* _Description of the task_:
Look through the lines below, find those with the word "info", and copy them.

Collected data entries:
○ ○ ○
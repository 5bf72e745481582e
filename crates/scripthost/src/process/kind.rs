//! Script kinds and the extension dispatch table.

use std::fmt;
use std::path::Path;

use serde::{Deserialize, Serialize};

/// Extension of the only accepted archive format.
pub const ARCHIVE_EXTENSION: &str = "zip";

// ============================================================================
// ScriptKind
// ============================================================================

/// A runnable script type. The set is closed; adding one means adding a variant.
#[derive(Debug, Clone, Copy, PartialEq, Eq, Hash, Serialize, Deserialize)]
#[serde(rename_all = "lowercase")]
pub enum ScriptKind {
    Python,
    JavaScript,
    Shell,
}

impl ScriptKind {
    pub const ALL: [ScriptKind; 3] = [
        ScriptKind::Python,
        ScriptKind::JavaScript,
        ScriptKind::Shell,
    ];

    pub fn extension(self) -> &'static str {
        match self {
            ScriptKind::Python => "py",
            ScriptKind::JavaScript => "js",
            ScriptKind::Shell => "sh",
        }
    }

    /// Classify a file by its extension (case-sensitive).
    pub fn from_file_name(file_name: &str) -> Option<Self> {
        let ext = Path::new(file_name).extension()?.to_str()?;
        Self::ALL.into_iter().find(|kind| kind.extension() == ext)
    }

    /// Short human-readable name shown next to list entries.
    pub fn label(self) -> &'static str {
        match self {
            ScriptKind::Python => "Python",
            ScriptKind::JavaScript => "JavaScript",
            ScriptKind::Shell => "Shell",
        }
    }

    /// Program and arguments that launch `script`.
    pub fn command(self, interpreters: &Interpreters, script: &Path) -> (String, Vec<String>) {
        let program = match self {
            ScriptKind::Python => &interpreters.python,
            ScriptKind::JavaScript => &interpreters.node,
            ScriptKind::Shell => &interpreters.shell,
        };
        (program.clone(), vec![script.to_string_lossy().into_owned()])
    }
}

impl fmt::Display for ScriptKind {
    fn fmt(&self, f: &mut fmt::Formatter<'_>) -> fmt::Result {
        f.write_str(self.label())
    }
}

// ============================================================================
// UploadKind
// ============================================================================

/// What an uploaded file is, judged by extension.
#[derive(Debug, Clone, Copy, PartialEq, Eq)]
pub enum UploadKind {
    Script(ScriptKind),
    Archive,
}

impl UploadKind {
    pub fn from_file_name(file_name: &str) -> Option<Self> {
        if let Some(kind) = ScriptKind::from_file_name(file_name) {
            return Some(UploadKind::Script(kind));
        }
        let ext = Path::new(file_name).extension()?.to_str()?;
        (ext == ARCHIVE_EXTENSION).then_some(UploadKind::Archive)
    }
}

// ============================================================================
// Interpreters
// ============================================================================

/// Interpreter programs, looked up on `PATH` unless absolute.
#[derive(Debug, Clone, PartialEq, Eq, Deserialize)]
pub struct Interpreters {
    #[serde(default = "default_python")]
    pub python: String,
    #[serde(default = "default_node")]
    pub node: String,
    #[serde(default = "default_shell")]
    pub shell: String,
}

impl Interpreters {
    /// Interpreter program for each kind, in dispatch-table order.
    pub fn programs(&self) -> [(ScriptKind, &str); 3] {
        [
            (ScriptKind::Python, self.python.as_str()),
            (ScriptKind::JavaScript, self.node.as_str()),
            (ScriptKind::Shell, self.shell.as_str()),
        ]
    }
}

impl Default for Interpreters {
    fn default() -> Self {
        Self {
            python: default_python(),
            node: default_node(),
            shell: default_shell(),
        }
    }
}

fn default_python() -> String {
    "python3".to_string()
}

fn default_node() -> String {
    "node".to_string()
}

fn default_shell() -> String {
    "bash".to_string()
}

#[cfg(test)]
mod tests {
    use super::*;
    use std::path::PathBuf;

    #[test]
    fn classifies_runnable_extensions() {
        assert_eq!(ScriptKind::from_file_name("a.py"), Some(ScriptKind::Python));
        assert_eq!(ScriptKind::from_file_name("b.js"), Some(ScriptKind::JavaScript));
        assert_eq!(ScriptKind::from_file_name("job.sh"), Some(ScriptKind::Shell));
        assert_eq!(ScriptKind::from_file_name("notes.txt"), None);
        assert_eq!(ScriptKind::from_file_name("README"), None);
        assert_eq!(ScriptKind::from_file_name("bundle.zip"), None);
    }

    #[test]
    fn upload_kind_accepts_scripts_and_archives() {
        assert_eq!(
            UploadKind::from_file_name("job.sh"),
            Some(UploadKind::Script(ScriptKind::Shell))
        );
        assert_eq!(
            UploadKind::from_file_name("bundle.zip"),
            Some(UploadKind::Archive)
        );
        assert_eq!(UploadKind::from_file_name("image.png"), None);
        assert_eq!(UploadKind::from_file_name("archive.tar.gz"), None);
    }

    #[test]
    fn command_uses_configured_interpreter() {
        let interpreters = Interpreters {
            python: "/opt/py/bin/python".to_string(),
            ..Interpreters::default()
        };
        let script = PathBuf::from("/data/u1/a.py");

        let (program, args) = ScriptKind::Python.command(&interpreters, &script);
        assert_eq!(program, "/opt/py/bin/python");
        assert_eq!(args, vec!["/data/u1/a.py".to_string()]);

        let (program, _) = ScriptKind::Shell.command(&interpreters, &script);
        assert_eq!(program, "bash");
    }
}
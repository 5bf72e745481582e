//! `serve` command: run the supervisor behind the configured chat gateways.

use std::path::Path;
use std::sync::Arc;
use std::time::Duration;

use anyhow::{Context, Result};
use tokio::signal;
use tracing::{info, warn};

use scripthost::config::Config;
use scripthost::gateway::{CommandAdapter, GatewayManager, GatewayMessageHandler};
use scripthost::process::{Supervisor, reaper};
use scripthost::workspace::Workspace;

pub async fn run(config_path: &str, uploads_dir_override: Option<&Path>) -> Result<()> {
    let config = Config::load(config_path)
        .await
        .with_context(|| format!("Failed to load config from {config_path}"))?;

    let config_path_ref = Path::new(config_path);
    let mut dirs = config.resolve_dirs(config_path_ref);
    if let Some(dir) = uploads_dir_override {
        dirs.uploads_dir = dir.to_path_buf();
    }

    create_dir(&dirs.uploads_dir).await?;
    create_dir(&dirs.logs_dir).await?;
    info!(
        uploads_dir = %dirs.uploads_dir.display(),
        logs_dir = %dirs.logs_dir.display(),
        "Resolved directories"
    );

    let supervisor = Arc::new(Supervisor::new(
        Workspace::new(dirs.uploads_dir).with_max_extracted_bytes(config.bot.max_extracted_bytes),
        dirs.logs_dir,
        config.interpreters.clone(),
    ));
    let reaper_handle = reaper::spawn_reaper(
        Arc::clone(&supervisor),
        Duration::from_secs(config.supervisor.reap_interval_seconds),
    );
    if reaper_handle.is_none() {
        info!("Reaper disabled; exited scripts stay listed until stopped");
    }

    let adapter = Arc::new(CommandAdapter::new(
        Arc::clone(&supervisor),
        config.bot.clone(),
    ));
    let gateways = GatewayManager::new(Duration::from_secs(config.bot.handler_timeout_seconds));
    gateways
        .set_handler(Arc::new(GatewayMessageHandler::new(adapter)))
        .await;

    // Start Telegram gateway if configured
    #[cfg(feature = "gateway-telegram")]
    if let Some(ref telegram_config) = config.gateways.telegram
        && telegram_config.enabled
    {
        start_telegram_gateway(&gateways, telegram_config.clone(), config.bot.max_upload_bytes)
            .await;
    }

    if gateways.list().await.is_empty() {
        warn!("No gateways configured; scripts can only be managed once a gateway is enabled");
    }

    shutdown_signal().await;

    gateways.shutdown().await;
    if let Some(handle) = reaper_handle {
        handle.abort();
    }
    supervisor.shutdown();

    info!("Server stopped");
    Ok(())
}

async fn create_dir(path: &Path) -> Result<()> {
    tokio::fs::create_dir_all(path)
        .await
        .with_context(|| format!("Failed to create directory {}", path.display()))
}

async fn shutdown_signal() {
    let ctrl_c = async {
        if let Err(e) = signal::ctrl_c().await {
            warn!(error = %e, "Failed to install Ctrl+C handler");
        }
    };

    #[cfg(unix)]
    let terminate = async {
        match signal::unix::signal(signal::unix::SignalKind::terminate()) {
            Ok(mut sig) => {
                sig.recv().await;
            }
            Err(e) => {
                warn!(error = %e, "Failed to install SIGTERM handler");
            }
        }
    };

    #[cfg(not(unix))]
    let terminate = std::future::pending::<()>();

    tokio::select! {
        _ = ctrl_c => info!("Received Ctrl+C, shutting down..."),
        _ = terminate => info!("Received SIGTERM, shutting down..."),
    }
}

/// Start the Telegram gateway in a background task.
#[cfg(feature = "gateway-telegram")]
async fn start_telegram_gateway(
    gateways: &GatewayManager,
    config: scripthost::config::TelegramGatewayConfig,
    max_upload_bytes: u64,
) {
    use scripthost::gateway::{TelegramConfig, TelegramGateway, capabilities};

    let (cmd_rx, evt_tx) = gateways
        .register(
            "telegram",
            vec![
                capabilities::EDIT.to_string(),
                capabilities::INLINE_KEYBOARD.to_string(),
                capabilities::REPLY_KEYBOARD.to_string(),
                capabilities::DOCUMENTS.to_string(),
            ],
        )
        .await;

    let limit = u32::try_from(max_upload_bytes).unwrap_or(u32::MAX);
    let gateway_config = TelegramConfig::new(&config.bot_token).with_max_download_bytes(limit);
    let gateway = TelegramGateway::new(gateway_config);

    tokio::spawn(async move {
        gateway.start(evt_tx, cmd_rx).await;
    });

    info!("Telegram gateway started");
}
○ ○ ○
* _Answer section_:
use tracing::{info, warn};
    info!(
        info!("Reaper disabled; exited scripts stay listed until stopped");
    info!("Server stopped");
        _ = ctrl_c => info!("Received Ctrl+C, shutting down..."),
        _ = terminate => info!("Received SIGTERM, shutting down..."),
    info!("Telegram gateway started");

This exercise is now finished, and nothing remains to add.